▶ [THE TASK] Of all the lines below, output only those starting at the one with "pub fn load_config_from_str(toml_content: &str)" and ending at the one with "path with env var overrides.", both ends included, exactly as written.

(Stored data entries)

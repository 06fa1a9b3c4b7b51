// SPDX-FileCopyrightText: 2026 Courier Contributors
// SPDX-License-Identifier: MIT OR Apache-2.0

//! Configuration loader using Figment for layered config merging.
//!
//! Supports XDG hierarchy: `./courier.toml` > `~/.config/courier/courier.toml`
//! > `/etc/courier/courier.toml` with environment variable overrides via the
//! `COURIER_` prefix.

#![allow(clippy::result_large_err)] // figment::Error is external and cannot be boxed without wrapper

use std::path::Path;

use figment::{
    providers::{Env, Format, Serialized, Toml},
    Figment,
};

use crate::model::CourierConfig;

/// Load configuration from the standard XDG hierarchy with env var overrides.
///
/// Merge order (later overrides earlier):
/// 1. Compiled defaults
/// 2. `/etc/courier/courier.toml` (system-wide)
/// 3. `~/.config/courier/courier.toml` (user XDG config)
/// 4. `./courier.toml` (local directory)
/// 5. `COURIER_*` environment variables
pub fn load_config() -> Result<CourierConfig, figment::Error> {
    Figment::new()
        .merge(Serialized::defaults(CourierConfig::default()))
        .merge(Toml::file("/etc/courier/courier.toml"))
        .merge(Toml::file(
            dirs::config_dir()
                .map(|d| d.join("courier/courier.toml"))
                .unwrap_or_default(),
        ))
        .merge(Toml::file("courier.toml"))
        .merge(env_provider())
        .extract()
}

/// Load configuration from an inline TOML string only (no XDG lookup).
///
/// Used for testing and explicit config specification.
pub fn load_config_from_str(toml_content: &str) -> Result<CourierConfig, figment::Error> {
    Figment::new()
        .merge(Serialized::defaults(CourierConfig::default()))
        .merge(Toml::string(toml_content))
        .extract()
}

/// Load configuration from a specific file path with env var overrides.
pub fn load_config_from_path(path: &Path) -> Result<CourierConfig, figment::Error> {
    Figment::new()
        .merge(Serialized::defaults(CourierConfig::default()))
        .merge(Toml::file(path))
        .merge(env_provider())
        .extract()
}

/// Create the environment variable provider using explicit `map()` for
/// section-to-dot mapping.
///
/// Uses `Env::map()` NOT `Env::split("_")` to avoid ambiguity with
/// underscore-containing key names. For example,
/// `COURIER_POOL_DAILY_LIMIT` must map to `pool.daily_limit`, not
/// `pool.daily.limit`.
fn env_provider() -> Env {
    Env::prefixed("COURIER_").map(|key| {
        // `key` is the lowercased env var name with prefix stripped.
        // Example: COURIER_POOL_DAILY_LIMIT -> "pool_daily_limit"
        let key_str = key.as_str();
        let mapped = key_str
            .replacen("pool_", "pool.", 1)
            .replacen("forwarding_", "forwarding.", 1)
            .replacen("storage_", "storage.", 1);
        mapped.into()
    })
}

--

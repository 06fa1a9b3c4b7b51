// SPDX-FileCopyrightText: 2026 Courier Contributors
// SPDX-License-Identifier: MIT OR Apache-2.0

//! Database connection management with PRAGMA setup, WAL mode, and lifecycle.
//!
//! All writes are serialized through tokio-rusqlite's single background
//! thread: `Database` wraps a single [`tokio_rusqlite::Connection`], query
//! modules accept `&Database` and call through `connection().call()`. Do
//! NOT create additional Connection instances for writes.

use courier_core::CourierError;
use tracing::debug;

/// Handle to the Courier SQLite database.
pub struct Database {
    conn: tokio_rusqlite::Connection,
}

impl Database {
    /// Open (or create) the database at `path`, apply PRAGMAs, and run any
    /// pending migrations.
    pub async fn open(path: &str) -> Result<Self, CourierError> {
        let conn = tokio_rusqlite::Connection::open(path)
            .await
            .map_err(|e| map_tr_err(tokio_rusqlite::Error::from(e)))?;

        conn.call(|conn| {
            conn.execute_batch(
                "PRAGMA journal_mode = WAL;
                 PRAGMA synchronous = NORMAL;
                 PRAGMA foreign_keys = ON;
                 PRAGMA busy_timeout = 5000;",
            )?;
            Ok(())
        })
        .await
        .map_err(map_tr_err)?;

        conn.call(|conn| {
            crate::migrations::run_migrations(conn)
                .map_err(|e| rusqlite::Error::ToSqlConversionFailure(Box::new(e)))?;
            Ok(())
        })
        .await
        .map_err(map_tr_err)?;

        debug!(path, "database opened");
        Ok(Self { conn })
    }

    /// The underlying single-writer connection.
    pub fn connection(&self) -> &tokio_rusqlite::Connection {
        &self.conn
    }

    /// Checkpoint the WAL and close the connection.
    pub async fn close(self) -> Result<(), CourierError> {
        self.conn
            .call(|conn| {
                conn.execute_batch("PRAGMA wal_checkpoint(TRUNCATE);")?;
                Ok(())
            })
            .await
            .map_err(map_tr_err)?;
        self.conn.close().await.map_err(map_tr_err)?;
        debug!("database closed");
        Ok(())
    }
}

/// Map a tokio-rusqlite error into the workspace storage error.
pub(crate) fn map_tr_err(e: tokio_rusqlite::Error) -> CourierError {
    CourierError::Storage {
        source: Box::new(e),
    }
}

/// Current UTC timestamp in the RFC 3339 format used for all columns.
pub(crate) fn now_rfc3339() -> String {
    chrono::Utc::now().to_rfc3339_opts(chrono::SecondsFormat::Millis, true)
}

▶ [RESULT OF THIS TASK]
pub fn load_config_from_str(toml_content: &str) -> Result<CourierConfig, figment::Error> {
    Figment::new()
        .merge(Serialized::defaults(CourierConfig::default()))
        .merge(Toml::string(toml_content))
        .extract()
}

/// Load configuration from a specific file path with env var overrides.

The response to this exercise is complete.